- _PROBLEM REQUIREMENTS_
Pick out all lines with the word "missing" from the records that follow.

================

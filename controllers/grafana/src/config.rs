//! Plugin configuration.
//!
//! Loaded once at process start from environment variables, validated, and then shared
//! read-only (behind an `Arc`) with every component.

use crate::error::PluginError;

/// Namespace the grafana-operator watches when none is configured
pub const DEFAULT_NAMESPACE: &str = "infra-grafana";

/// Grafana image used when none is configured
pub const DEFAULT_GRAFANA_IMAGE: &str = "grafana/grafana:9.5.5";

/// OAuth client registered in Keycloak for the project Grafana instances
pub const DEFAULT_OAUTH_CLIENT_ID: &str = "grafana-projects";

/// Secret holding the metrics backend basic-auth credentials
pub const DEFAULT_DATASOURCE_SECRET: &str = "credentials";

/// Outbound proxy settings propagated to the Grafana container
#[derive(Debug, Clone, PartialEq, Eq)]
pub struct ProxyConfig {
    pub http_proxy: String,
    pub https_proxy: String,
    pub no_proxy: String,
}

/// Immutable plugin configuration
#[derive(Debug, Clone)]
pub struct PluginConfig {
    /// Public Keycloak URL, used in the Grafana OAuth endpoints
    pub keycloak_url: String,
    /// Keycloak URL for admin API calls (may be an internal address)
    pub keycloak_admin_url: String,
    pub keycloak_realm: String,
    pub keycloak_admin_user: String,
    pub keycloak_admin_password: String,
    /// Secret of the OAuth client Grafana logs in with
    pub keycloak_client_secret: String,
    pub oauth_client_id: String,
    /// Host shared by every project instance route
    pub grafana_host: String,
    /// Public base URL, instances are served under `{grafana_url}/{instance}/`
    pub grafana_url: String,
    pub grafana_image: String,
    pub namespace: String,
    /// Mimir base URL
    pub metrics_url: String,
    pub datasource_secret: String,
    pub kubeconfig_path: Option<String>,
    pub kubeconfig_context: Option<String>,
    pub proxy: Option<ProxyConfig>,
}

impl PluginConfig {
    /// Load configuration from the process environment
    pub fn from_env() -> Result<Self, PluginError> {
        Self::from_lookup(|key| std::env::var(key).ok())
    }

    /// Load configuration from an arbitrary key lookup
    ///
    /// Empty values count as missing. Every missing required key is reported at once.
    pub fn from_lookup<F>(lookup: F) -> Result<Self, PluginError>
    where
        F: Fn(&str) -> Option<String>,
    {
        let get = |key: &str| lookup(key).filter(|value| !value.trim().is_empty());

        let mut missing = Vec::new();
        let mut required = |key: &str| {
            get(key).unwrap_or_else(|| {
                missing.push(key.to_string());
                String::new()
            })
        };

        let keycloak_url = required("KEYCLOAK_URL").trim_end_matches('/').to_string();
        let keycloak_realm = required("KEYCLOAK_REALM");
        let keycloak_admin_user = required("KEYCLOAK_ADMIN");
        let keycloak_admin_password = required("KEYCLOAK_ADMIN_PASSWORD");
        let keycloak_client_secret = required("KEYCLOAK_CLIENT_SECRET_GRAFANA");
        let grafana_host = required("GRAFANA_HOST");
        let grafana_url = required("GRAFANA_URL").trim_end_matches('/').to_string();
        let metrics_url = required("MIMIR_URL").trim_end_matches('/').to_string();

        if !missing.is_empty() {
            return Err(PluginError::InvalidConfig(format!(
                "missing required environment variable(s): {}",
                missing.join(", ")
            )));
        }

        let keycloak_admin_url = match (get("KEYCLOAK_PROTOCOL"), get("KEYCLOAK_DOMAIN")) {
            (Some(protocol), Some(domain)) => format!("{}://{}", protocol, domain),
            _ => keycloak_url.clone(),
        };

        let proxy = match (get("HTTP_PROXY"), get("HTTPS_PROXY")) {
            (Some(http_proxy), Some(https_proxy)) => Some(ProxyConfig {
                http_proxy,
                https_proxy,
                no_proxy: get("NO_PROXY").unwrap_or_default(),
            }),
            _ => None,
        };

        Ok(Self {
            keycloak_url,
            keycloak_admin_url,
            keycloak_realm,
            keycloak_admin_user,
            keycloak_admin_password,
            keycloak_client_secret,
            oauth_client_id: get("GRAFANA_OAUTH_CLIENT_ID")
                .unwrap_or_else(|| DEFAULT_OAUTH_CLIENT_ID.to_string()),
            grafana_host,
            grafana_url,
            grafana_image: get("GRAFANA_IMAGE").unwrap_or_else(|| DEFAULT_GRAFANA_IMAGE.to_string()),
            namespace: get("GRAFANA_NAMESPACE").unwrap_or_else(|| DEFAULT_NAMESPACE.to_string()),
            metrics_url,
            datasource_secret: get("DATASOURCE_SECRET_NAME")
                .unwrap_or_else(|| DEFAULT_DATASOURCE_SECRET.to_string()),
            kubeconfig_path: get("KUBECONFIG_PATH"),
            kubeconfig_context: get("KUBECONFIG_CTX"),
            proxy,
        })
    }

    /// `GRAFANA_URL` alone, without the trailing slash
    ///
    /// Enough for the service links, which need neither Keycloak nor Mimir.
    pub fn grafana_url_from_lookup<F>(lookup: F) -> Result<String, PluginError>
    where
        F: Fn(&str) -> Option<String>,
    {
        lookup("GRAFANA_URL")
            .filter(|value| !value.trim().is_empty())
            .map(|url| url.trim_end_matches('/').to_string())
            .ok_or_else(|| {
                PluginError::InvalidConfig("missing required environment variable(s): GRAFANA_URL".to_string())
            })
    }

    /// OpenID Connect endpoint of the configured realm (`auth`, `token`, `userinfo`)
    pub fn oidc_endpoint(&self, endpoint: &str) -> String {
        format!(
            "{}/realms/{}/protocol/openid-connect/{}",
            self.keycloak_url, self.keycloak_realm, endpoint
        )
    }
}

================

- _COMPLETED TASK_
    /// Empty values count as missing. Every missing required key is reported at once.
        let mut missing = Vec::new();
                missing.push(key.to_string());
        if !missing.is_empty() {
                "missing required environment variable(s): {}",
                missing.join(", ")
                PluginError::InvalidConfig("missing required environment variable(s): GRAFANA_URL".to_string())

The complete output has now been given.